# Your task
Would you pull out every line of the material that contains the string "stack"?

# Data
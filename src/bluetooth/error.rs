// Copyright 2026 Daniel Pelikan
//
// Licensed under the Apache License, Version 2.0 (the "License");
// you may not use this file except in compliance with the License.
// You may obtain a copy of the License at
//
//     http://www.apache.org/licenses/LICENSE-2.0
//
// Unless required by applicable law or agreed to in writing, software
// distributed under the License is distributed on an "AS IS" BASIS,
// WITHOUT WARRANTIES OR CONDITIONS OF ANY KIND, either express or implied.
// See the License for the specific language governing permissions and
// limitations under the License.

//! Error types for the RPC link.
//!
//! Framing and correlation problems never show up here: they are recovered
//! inside the connection and reported through `ConnectionEvent` only.

use thiserror::Error;
use uuid::Uuid;

use super::connection::ConnectionState;
use super::protocol::RequestId;

/// Failure reported by a link adapter.
#[derive(Error, Debug, Clone, PartialEq, Eq)]
pub enum LinkError {
    /// The link was never established or has already been released.
    #[error("link not connected")]
    NotConnected,

    /// The peripheral dropped the link.
    #[error("link disconnected by peer")]
    Disconnected,

    /// The RPC service is not exposed by the peripheral.
    #[error("service {0} not found")]
    ServiceNotFound(Uuid),

    /// A required characteristic is not exposed by the RPC service.
    #[error("characteristic {0} not found")]
    CharacteristicNotFound(Uuid),

    /// Platform stack error for a single operation.
    #[error("link I/O error: {0}")]
    Io(String),
}

impl LinkError {
    /// Whether the link can no longer carry traffic after this error.
    pub fn is_fatal(&self) -> bool {
        matches!(self, Self::NotConnected | Self::Disconnected)
    }
}

/// Why outstanding requests were released.
#[derive(Debug, Clone, PartialEq, Eq)]
pub enum CloseReason {
    /// `close()` was called.
    Requested,
    /// The peripheral or the platform stack dropped the link.
    LinkLost,
    /// A write or read failed in a way the link cannot recover from.
    TransportFailure(String),
    /// Discovery did not resolve the required characteristics.
    Configuration(String),
    /// Every client handle was dropped.
    HandleDropped,
}

impl std::fmt::Display for CloseReason {
    fn fmt(&self, f: &mut std::fmt::Formatter<'_>) -> std::fmt::Result {
        match self {
            CloseReason::Requested => write!(f, "closed by application"),
            CloseReason::LinkLost => write!(f, "link lost"),
            CloseReason::TransportFailure(e) => write!(f, "transport failure: {}", e),
            CloseReason::Configuration(e) => write!(f, "configuration error: {}", e),
            CloseReason::HandleDropped => write!(f, "client dropped"),
        }
    }
}

/// Error surfaced to callers of the RPC client.
#[derive(Error, Debug, Clone)]
pub enum RpcError {
    /// Operation requires a Ready connection.
    #[error("connection not ready (state: {0})")]
    NotReady(ConnectionState),

    /// Link-level write/read/connect failure.
    #[error("transport error: {0}")]
    Transport(#[from] LinkError),

    /// Required characteristics missing after discovery.
    #[error("configuration error: {0}")]
    Configuration(String),

    /// Request released because the connection closed.
    #[error("request cancelled: {0}")]
    Cancelled(CloseReason),

    /// No response within the configured request timeout.
    #[error("request {id} timed out")]
    TimedOut { id: RequestId },

    /// Request could not be serialized.
    #[error("encode error: {0}")]
    Encode(String),

    /// The connection task has exited.
    #[error("connection task shut down")]
    Shutdown,
}

impl From<serde_json::Error> for RpcError {
    fn from(e: serde_json::Error) -> Self {
        RpcError::Encode(e.to_string())
    }
}

pub type Result<T, E = RpcError> = std::result::Result<T, E>;
// Copyright 2026 Daniel Pelikan
//
// Licensed under the Apache License, Version 2.0 (the "License");
// you may not use this file except in compliance with the License.
// You may obtain a copy of the License at
//
//     http://www.apache.org/licenses/LICENSE-2.0
//
// Unless required by applicable law or agreed to in writing, software
// distributed under the License is distributed on an "AS IS" BASIS,
// WITHOUT WARRANTIES OR CONDITIONS OF ANY KIND, either express or implied.
// See the License for the specific language governing permissions and
// limitations under the License.

//! Connection status shared with application threads.
//!
//! Written only by the connection task; read from anywhere without waiting
//! on it.

use parking_lot::RwLock;
use std::sync::Arc;

use crate::bluetooth::{CloseReason, ConnectionState};

/// Shared link status.
#[derive(Debug)]
pub struct LinkStatus {
    /// Current connection state.
    pub state: RwLock<ConnectionState>,

    /// Remote device identifier.
    pub peer: RwLock<Option<String>>,

    /// Requests waiting for a response.
    pub outstanding: RwLock<usize>,

    /// Last transport or configuration error.
    pub last_error: RwLock<Option<String>>,

    /// Why the connection closed, once it has.
    pub close_reason: RwLock<Option<CloseReason>>,
}

impl Default for LinkStatus {
    fn default() -> Self {
        Self {
            state: RwLock::new(ConnectionState::Disconnected),
            peer: RwLock::new(None),
            outstanding: RwLock::new(0),
            last_error: RwLock::new(None),
            close_reason: RwLock::new(None),
        }
    }
}

impl LinkStatus {
    pub fn new() -> Arc<Self> {
        Arc::new(Self::default())
    }

    pub fn set_state(&self, state: ConnectionState) {
        *self.state.write() = state;
    }

    pub fn get_state(&self) -> ConnectionState {
        *self.state.read()
    }

    pub fn is_ready(&self) -> bool {
        self.get_state() == ConnectionState::Ready
    }

    pub fn set_peer(&self, peer: String) {
        *self.peer.write() = Some(peer);
    }

    pub fn get_peer(&self) -> Option<String> {
        self.peer.read().clone()
    }

    pub fn set_outstanding(&self, count: usize) {
        *self.outstanding.write() = count;
    }

    pub fn get_outstanding(&self) -> usize {
        *self.outstanding.read()
    }

    pub fn set_error(&self, error: String) {
        *self.last_error.write() = Some(error);
    }

    pub fn get_last_error(&self) -> Option<String> {
        self.last_error.read().clone()
    }

    pub fn set_close_reason(&self, reason: CloseReason) {
        *self.close_reason.write() = Some(reason);
    }

    pub fn get_close_reason(&self) -> Option<CloseReason> {
        self.close_reason.read().clone()
    }
}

# Written solution
    /// Platform stack error for a single operation.
    /// The peripheral or the platform stack dropped the link.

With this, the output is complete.